• _REQUIREMENT_
In the records below, find the line holding "index.name() == name)" and the line holding "next.apply_patch(patch);". Set down both, with every line between them, exactly.

======

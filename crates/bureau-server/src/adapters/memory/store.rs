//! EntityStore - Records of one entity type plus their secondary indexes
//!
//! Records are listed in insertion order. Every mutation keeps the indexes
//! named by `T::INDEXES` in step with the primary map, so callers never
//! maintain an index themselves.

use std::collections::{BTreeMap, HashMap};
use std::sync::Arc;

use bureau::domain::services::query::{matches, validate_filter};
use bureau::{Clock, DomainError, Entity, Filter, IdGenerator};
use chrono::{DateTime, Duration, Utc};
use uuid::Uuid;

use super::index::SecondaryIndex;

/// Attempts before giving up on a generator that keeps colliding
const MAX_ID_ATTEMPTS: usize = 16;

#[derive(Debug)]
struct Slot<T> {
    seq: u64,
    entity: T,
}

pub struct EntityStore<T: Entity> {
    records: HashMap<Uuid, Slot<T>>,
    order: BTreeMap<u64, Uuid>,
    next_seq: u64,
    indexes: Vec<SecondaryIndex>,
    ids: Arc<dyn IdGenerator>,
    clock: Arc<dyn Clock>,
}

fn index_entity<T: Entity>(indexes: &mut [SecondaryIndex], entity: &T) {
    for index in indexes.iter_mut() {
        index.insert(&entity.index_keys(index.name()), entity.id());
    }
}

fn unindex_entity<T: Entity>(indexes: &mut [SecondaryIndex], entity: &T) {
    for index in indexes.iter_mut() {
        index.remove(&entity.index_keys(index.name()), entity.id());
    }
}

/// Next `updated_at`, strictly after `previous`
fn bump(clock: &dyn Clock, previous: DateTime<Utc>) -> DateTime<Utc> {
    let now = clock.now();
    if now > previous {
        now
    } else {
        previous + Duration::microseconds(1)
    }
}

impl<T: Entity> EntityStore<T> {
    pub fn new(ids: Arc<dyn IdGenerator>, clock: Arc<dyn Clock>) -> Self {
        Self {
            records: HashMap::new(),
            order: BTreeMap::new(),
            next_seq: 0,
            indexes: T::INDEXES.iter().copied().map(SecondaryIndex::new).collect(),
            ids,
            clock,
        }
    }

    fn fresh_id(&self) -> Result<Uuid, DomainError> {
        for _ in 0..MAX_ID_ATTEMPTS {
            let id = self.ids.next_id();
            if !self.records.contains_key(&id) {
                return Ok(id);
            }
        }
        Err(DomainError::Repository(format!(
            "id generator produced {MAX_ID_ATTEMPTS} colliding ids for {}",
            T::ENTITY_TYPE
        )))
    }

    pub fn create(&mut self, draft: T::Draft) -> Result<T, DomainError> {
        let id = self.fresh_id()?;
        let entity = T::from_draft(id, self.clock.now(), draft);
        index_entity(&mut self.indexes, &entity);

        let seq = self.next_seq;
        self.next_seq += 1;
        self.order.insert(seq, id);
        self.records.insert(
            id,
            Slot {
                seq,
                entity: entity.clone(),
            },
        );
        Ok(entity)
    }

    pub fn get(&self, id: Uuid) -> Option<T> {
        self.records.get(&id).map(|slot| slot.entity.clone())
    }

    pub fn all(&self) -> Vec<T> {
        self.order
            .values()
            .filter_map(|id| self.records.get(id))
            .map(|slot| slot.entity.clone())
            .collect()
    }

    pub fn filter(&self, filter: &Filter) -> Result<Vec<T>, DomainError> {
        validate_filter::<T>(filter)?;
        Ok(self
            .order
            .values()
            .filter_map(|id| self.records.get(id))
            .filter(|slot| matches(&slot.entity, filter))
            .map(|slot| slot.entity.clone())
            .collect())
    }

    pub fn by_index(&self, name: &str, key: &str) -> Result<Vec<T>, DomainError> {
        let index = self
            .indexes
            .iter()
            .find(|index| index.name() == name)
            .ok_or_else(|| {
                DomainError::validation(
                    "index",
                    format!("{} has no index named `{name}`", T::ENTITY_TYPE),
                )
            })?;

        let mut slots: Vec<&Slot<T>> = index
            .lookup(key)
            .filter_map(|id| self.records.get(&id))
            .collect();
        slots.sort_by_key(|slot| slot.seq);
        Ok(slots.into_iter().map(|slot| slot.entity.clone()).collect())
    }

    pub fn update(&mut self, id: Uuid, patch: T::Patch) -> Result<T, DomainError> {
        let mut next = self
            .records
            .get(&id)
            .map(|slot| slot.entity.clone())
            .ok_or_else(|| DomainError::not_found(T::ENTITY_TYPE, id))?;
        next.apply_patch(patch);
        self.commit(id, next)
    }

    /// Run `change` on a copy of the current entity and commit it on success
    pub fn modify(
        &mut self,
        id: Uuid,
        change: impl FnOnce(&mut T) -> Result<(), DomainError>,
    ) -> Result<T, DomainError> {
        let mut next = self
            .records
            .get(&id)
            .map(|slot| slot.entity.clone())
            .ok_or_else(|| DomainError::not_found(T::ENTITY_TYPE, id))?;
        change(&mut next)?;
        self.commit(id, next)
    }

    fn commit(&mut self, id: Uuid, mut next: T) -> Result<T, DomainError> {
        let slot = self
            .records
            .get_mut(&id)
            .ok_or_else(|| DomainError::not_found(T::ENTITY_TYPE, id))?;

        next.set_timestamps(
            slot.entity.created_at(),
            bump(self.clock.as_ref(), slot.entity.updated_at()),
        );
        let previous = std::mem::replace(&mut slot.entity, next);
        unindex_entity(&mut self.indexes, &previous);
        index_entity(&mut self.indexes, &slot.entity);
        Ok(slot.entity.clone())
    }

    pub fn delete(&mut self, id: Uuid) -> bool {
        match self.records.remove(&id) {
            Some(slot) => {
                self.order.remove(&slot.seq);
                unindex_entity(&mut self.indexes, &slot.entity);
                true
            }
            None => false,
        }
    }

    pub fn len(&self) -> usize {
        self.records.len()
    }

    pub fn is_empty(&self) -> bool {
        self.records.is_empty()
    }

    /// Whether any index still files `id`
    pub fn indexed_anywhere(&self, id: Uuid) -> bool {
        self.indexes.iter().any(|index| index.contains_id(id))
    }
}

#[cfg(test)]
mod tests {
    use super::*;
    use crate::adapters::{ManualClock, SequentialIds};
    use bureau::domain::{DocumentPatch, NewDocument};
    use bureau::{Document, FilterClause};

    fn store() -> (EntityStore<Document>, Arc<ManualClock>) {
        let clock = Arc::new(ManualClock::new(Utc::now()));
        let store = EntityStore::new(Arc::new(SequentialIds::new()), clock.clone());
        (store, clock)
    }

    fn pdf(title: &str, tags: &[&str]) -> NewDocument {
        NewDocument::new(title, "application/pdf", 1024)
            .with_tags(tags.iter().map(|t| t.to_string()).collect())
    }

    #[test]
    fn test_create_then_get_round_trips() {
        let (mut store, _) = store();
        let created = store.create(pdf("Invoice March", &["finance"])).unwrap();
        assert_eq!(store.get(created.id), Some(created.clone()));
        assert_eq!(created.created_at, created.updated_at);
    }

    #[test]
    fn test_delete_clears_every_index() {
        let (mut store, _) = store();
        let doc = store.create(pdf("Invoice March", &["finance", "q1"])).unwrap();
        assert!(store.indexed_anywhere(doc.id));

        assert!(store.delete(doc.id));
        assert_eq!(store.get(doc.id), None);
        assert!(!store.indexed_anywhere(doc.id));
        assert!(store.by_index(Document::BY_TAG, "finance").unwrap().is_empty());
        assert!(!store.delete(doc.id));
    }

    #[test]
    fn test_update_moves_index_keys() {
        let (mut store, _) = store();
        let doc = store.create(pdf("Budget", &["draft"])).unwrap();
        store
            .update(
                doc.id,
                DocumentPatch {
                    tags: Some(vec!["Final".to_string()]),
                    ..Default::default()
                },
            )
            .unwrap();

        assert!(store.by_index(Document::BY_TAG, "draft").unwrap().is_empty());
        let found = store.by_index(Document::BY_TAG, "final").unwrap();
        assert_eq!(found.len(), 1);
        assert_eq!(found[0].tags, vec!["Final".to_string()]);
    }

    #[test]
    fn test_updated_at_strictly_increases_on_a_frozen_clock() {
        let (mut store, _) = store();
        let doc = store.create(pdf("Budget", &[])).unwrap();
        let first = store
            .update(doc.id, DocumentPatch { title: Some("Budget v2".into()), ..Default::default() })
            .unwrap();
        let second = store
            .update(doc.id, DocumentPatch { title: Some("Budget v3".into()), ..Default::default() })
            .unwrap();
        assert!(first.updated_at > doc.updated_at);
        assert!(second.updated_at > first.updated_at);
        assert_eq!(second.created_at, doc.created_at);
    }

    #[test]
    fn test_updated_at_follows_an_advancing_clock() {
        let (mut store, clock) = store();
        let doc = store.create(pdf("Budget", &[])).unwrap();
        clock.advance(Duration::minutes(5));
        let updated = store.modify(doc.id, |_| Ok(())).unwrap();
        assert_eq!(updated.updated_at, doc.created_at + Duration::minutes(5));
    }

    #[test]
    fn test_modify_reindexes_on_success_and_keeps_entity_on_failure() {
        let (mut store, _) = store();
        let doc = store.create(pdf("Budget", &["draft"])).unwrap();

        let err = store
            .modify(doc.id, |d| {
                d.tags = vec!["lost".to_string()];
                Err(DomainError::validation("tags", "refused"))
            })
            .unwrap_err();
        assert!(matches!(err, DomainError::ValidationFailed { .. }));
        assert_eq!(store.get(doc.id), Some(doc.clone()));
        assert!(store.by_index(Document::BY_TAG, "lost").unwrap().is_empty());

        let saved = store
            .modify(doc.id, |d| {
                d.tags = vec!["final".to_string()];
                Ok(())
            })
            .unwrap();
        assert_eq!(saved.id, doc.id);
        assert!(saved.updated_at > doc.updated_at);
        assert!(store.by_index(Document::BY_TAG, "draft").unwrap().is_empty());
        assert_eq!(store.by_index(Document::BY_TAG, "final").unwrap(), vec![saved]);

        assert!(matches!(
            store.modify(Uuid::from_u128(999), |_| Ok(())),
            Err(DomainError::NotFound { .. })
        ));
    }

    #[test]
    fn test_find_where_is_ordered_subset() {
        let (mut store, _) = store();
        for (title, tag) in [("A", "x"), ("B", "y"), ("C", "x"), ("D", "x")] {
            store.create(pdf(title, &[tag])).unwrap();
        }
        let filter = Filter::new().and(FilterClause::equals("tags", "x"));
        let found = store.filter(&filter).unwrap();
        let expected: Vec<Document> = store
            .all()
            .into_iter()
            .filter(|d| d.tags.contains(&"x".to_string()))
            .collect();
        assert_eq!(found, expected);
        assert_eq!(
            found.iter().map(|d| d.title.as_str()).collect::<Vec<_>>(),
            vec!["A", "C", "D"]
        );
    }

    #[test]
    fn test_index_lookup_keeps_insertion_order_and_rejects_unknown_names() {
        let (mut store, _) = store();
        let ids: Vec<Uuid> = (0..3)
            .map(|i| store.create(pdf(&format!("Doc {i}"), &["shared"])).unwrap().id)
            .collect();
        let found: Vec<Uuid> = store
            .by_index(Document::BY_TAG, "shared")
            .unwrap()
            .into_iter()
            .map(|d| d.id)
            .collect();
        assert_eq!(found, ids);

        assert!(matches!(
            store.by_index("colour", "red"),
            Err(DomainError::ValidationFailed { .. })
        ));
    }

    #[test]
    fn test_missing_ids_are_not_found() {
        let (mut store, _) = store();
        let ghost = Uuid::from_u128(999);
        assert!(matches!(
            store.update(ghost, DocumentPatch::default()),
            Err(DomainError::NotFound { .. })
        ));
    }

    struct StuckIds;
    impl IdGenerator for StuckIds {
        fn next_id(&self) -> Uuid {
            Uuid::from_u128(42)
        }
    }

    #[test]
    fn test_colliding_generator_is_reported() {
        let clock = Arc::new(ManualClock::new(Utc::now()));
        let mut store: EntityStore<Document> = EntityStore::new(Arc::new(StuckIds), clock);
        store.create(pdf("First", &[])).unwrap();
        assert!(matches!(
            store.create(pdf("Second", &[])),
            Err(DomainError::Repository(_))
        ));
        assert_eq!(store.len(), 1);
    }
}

======

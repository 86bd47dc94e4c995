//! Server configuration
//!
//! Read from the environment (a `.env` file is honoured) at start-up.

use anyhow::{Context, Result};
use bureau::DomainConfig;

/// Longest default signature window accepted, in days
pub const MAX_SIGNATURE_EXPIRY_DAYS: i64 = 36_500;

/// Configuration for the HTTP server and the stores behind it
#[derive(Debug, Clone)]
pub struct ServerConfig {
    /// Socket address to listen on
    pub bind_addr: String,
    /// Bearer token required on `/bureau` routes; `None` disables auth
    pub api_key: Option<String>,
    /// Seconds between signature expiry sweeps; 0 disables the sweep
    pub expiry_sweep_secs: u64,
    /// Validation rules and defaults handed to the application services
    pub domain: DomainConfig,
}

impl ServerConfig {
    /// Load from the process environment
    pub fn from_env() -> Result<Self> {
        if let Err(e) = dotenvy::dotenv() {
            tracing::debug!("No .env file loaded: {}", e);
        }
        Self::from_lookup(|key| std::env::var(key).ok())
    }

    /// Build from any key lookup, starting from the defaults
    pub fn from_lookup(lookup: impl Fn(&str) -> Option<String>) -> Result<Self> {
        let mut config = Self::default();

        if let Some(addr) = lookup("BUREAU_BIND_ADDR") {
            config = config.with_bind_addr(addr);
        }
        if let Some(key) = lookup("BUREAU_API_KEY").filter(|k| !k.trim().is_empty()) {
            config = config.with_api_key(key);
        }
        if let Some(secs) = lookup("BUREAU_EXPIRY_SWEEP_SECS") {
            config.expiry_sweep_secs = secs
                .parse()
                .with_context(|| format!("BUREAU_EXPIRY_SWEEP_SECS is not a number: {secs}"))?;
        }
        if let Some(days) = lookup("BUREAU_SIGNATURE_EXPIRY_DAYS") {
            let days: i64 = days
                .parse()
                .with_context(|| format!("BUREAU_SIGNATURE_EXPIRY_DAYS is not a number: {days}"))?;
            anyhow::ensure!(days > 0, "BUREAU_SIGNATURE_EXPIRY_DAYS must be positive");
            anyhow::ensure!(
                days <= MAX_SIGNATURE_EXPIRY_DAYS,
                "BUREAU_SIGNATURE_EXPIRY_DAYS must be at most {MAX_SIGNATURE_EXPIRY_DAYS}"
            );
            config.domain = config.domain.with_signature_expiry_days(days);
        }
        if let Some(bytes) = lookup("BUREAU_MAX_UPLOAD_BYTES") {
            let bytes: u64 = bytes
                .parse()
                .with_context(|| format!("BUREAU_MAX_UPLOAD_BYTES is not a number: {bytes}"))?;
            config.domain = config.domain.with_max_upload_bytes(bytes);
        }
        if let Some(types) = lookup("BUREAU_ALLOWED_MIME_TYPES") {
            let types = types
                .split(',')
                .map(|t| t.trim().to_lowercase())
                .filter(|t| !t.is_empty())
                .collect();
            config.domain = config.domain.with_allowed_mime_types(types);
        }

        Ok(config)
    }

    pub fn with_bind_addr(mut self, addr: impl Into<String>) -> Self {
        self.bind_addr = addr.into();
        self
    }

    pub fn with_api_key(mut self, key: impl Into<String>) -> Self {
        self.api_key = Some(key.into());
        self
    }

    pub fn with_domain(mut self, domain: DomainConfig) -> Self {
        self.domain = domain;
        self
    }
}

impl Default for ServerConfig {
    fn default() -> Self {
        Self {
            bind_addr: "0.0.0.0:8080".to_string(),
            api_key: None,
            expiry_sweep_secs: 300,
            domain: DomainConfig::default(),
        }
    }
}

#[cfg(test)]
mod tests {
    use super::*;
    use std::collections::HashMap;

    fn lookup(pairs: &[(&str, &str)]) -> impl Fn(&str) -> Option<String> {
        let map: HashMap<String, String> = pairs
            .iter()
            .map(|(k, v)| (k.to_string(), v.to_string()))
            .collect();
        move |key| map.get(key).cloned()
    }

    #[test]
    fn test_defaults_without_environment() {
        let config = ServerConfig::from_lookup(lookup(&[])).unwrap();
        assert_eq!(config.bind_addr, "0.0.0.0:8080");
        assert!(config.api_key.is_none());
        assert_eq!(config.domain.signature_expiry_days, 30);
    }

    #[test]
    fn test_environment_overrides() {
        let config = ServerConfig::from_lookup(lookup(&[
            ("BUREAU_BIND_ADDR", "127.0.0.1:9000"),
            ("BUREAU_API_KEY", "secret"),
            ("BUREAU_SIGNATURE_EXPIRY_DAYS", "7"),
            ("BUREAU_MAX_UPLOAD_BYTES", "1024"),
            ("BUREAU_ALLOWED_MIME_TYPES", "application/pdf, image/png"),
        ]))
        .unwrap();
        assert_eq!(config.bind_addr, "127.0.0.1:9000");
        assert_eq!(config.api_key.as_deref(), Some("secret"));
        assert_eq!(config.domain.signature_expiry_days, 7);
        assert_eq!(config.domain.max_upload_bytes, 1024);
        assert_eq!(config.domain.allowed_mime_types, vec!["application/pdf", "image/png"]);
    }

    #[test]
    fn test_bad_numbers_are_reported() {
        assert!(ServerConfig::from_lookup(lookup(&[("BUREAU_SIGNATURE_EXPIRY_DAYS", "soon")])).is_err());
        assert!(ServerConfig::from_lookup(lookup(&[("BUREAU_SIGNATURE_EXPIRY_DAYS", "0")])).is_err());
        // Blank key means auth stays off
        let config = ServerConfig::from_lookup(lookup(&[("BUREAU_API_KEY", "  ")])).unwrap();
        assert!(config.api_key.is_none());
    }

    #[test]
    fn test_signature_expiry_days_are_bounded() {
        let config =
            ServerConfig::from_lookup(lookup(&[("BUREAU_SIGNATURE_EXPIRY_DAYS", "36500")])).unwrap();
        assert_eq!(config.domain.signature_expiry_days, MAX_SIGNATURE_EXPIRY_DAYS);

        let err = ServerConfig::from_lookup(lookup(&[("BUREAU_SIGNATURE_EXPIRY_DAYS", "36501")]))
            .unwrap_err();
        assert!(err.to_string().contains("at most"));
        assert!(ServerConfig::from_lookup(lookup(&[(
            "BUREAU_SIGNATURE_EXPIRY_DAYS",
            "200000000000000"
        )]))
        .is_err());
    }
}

======

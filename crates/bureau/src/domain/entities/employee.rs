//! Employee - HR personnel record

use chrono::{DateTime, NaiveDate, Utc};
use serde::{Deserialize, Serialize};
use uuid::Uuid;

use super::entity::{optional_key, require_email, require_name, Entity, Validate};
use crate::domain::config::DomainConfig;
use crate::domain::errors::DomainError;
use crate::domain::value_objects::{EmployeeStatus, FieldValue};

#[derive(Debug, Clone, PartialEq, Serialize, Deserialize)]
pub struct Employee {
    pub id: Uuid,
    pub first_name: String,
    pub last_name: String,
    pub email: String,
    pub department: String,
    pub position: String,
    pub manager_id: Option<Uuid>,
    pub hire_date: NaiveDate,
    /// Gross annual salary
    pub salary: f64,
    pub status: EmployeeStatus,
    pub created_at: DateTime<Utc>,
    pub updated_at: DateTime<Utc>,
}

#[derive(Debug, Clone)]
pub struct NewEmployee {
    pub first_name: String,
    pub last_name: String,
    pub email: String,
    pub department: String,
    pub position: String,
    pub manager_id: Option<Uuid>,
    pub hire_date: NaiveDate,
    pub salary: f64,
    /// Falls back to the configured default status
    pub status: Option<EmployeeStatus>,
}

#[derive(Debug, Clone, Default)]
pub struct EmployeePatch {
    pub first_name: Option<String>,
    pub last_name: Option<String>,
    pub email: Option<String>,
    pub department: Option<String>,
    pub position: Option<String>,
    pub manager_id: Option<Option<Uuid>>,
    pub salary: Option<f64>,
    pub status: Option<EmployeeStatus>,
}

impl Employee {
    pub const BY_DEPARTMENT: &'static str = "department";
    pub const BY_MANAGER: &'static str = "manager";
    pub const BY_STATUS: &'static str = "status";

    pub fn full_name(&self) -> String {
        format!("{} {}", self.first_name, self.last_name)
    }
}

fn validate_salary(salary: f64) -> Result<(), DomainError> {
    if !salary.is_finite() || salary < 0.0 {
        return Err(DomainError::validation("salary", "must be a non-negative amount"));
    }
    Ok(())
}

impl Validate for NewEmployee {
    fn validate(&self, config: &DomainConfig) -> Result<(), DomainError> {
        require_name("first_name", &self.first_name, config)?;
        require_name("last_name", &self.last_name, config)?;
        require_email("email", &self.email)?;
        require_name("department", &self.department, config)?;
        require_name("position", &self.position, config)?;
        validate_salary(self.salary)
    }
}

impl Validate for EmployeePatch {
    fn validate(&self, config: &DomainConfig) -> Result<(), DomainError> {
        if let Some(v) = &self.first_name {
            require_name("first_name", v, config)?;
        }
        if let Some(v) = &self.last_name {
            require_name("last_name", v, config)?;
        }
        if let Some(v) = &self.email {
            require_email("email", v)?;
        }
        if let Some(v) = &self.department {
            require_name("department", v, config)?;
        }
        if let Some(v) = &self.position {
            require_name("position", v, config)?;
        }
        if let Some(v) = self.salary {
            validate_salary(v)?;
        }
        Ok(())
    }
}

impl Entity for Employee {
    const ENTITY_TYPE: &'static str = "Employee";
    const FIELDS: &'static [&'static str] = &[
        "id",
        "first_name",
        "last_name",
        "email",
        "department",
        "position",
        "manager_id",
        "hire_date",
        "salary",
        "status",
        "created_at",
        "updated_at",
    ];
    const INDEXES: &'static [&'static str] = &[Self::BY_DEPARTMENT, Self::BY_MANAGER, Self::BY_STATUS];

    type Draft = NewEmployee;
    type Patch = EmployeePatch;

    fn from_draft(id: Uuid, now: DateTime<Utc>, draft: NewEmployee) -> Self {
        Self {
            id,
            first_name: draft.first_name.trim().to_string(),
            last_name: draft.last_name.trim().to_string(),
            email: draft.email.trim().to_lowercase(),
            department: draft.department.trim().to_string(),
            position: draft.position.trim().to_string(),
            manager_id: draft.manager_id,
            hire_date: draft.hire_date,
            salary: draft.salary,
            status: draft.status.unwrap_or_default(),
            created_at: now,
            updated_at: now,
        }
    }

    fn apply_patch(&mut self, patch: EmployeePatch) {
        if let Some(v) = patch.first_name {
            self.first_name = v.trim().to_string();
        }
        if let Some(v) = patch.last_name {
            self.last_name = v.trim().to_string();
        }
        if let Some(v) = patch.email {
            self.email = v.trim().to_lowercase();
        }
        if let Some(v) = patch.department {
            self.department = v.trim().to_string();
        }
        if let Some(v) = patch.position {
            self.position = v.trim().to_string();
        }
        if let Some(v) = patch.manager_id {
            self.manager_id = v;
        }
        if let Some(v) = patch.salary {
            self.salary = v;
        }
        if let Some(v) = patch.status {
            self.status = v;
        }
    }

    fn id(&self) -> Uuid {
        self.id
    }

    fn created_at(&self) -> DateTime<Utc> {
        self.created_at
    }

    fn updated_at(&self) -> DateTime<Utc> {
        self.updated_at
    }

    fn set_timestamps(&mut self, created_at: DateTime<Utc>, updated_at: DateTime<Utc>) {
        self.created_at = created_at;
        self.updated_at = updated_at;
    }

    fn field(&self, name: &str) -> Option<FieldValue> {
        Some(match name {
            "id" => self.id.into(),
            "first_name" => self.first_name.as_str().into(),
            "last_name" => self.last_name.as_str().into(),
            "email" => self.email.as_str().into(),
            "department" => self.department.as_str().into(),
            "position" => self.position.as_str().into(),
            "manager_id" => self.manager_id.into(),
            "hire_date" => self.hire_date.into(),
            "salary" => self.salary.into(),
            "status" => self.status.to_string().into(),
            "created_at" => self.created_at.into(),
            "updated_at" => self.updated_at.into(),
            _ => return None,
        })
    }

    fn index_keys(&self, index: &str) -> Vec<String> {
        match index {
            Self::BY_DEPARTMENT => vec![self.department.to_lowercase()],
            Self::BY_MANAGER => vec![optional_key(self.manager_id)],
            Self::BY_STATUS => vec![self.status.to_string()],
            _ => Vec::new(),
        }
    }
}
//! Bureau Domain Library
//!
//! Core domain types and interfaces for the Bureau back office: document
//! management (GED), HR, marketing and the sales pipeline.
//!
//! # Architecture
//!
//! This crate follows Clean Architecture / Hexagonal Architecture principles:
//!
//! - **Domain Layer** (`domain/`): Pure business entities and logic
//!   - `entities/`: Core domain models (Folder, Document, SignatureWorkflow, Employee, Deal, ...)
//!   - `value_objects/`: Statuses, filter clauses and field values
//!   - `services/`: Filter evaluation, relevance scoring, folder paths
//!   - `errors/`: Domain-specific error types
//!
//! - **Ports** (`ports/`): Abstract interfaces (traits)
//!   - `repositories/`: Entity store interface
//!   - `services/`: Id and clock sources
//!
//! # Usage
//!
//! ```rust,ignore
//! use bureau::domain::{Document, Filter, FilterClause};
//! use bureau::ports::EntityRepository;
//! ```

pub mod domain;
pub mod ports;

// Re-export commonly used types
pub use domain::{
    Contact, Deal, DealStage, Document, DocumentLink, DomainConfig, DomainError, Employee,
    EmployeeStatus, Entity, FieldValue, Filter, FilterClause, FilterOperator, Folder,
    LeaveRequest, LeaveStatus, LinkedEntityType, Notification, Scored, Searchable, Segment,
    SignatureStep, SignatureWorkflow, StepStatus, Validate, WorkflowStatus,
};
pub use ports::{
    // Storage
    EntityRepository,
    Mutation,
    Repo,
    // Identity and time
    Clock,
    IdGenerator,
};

======

• _ANSWER BOX_
            .find(|index| index.name() == name)
            .ok_or_else(|| {
                DomainError::validation(
                    "index",
                    format!("{} has no index named `{name}`", T::ENTITY_TYPE),
                )
            })?;

        let mut slots: Vec<&Slot<T>> = index
            .lookup(key)
            .filter_map(|id| self.records.get(&id))
            .collect();
        slots.sort_by_key(|slot| slot.seq);
        Ok(slots.into_iter().map(|slot| slot.entity.clone()).collect())
    }

    pub fn update(&mut self, id: Uuid, patch: T::Patch) -> Result<T, DomainError> {
        let mut next = self
            .records
            .get(&id)
            .map(|slot| slot.entity.clone())
            .ok_or_else(|| DomainError::not_found(T::ENTITY_TYPE, id))?;
        next.apply_patch(patch);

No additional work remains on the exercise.